* **How to complete this task**: The only thing to report is how many lines of the data contain the word "TransportError".

* **Supplied data**:
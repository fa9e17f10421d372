//! The live push connection of a session.
//!
//! Each `connect` spawns one supervisor task owning the socket, the outbound
//! queue and the reconnect timer. The task runs the state machine
//!
//! ```text
//! Disconnected -> Connecting -> Connected -> Reconnecting -> Connecting -> ...
//! ```
//!
//! until `disconnect` (or a newer `connect`) tells it to stop. Every state write
//! carries the generation of the `connect` call that spawned the task, so a
//! superseded task can never clobber the state of its successor.

use futures_util::{SinkExt, StreamExt};
use log::{debug, info, warn};
use std::sync::atomic::{AtomicU64, Ordering};
use std::sync::{Arc, Mutex, MutexGuard};
use std::time::Duration;
use tokio::net::TcpStream;
use tokio::sync::{broadcast, mpsc, oneshot, watch};
use tokio::task::JoinHandle;
use tokio_tungstenite::tungstenite::Message as WsMessage;
use tokio_tungstenite::{MaybeTlsStream, WebSocketStream, connect_async};
use url::Url;

use crate::api::events::PushEvent;
use crate::chat::listeners::{ListenerId, ListenerRegistry};
use crate::error::TransportError;

pub const DEFAULT_RECONNECT_DELAY: Duration = Duration::from_secs(3);

#[derive(Debug, Clone, Copy, PartialEq, Eq)]
pub enum ConnectionState {
    Disconnected,
    Connecting,
    Connected,
    Reconnecting,
}

#[derive(Debug, Clone)]
pub struct TransportConfig {
    /// Push endpoint without credentials, e.g. `ws://localhost:8080/api/ws`.
    pub endpoint: Url,
    pub reconnect_delay: Duration,
}

impl TransportConfig {
    pub fn new(endpoint: Url) -> Self {
        Self { endpoint, reconnect_delay: DEFAULT_RECONNECT_DELAY }
    }
}

struct Shared {
    listeners: ListenerRegistry,
    state: watch::Sender<ConnectionState>,
    errors: broadcast::Sender<TransportError>,
    generation: AtomicU64,
}

impl Shared {
    /// Start a new generation and move to `state`. Returns the new generation.
    fn begin(&self, state: ConnectionState) -> u64 {
        let mut generation = 0;
        self.state.send_modify(|current| {
            generation = self.generation.fetch_add(1, Ordering::SeqCst) + 1;
            *current = state;
        });
        generation
    }

    fn set_state(&self, generation: u64, state: ConnectionState) {
        self.state.send_if_modified(|current| {
            if self.generation.load(Ordering::SeqCst) != generation || *current == state {
                return false;
            }
            *current = state;
            true
        });
    }

    fn report(&self, err: TransportError) {
        warn!("{}", err);
        let _ = self.errors.send(err);
    }

    fn deliver(&self, frame: &str) {
        match PushEvent::decode(frame) {
            Ok(event) => {
                let delivered = self.listeners.dispatch(&event);
                debug!("{} event delivered to {} listener(s)", event.event_type(), delivered);
            }
            Err(reason) => self.report(TransportError::Parse(reason)),
        }
    }
}

struct Link {
    outbound: mpsc::UnboundedSender<String>,
    shutdown: oneshot::Sender<()>,
    task: JoinHandle<()>,
}

#[derive(Default)]
struct Slot {
    live: Option<Link>,
    // task told to stop by `disconnect` that may still be sending its close frame
    retiring: Option<JoinHandle<()>>,
}

pub struct Transport {
    config: TransportConfig,
    shared: Arc<Shared>,
    slot: Mutex<Slot>,
}

impl Transport {
    pub fn new(config: TransportConfig) -> Self {
        let (state, _) = watch::channel(ConnectionState::Disconnected);
        let (errors, _) = broadcast::channel(32);
        Self {
            config,
            shared: Arc::new(Shared {
                listeners: ListenerRegistry::new(),
                state,
                errors,
                generation: AtomicU64::new(0),
            }),
            slot: Mutex::new(Slot::default()),
        }
    }

    /// Open the push connection for `token`, replacing any existing one. The old
    /// connection is fully closed before the new one dials. Must be called from
    /// within a tokio runtime.
    pub fn connect(&self, token: &str) {
        let url = self.authorized_endpoint(token);
        let mut slot = self.lock_slot();
        let previous = match slot.live.take() {
            Some(old) => {
                let _ = old.shutdown.send(());
                Some(old.task)
            }
            None => slot.retiring.take(),
        };

        let generation = self.shared.begin(ConnectionState::Connecting);
        let (outbound_tx, outbound_rx) = mpsc::unbounded_channel();
        let (shutdown_tx, shutdown_rx) = oneshot::channel();
        let task = tokio::spawn(supervise(
            self.shared.clone(),
            generation,
            url,
            self.config.reconnect_delay,
            outbound_rx,
            shutdown_rx,
            previous,
        ));
        slot.live = Some(Link { outbound: outbound_tx, shutdown: shutdown_tx, task });
        info!("push connection requested for {}", self.config.endpoint);
    }

    /// Close the connection, cancel a pending reconnect, and stay down until the next `connect`.
    pub fn disconnect(&self) {
        let mut slot = self.lock_slot();
        self.shared.begin(ConnectionState::Disconnected);
        if let Some(link) = slot.live.take() {
            let _ = link.shutdown.send(());
            slot.retiring = Some(link.task);
            info!("push connection closed by client");
        }
    }

    /// Fire-and-forget. Dropped unless the connection is currently up.
    pub fn send(&self, event: &PushEvent) {
        if self.state() != ConnectionState::Connected {
            debug!("not connected, dropping outbound {} event", event.event_type());
            return;
        }
        let frame = match event.encode() {
            Ok(frame) => frame,
            Err(e) => {
                warn!("could not encode outbound event: {}", e);
                return;
            }
        };
        if let Some(link) = self.lock_slot().live.as_ref() {
            let _ = link.outbound.send(frame);
        }
    }

    pub fn add_listener<F>(&self, listener: F) -> ListenerId
    where
        F: Fn(&PushEvent) + Send + Sync + 'static,
    {
        self.shared.listeners.add(listener)
    }

    pub fn remove_listener(&self, id: ListenerId) -> bool {
        self.shared.listeners.remove(id)
    }

    pub fn state(&self) -> ConnectionState {
        *self.shared.state.borrow()
    }

    pub fn watch_state(&self) -> watch::Receiver<ConnectionState> {
        self.shared.state.subscribe()
    }

    /// Parse and connection errors, for callers that want to surface connection health.
    pub fn subscribe_errors(&self) -> broadcast::Receiver<TransportError> {
        self.shared.errors.subscribe()
    }

    fn authorized_endpoint(&self, token: &str) -> Url {
        let mut url = self.config.endpoint.clone();
        url.query_pairs_mut().append_pair("token", token);
        url
    }

    fn lock_slot(&self) -> MutexGuard<'_, Slot> {
        self.slot.lock().unwrap_or_else(|poisoned| poisoned.into_inner())
    }
}

enum Ended {
    Shutdown,
    Closed,
}

async fn supervise(
    shared: Arc<Shared>,
    generation: u64,
    url: Url,
    reconnect_delay: Duration,
    mut outbound: mpsc::UnboundedReceiver<String>,
    mut shutdown: oneshot::Receiver<()>,
    previous: Option<JoinHandle<()>>,
) {
    if let Some(previous) = previous {
        let _ = previous.await;
    }

    loop {
        shared.set_state(generation, ConnectionState::Connecting);
        let attempt = tokio::select! {
            _ = &mut shutdown => return,
            attempt = connect_async(url.as_str()) => attempt,
        };

        match attempt {
            Ok((stream, _)) => {
                // nothing queued for a dead connection may leak onto this one
                while outbound.try_recv().is_ok() {}
                shared.set_state(generation, ConnectionState::Connected);
                info!("push connection established");
                match run_connection(stream, &shared, &mut outbound, &mut shutdown).await {
                    Ended::Shutdown => return,
                    Ended::Closed => info!("push connection lost"),
                }
            }
            Err(e) => shared.report(TransportError::Connection(e.to_string())),
        }

        shared.set_state(generation, ConnectionState::Reconnecting);
        debug!("reconnecting in {:?}", reconnect_delay);
        tokio::select! {
            _ = &mut shutdown => return,
            _ = tokio::time::sleep(reconnect_delay) => {}
        }
    }
}

async fn run_connection(
    stream: WebSocketStream<MaybeTlsStream<TcpStream>>,
    shared: &Shared,
    outbound: &mut mpsc::UnboundedReceiver<String>,
    shutdown: &mut oneshot::Receiver<()>,
) -> Ended {
    let (mut write, mut read) = stream.split();
    loop {
        tokio::select! {
            _ = &mut *shutdown => {
                let _ = write.send(WsMessage::Close(None)).await;
                return Ended::Shutdown;
            }
            Some(frame) = outbound.recv() => {
                if let Err(e) = write.send(WsMessage::Text(frame)).await {
                    shared.report(TransportError::Connection(e.to_string()));
                    return Ended::Closed;
                }
            }
            incoming = read.next() => match incoming {
                Some(Ok(WsMessage::Text(text))) => shared.deliver(&text),
                Some(Ok(WsMessage::Binary(bytes))) => match String::from_utf8(bytes) {
                    Ok(text) => shared.deliver(&text),
                    Err(e) => shared.report(TransportError::Parse(e.to_string())),
                },
                Some(Ok(WsMessage::Close(_))) | None => return Ended::Closed,
                Some(Ok(_)) => {}
                Some(Err(e)) => {
                    shared.report(TransportError::Connection(e.to_string()));
                    return Ended::Closed;
                }
            }
        }
    }
}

* **Task output**: 9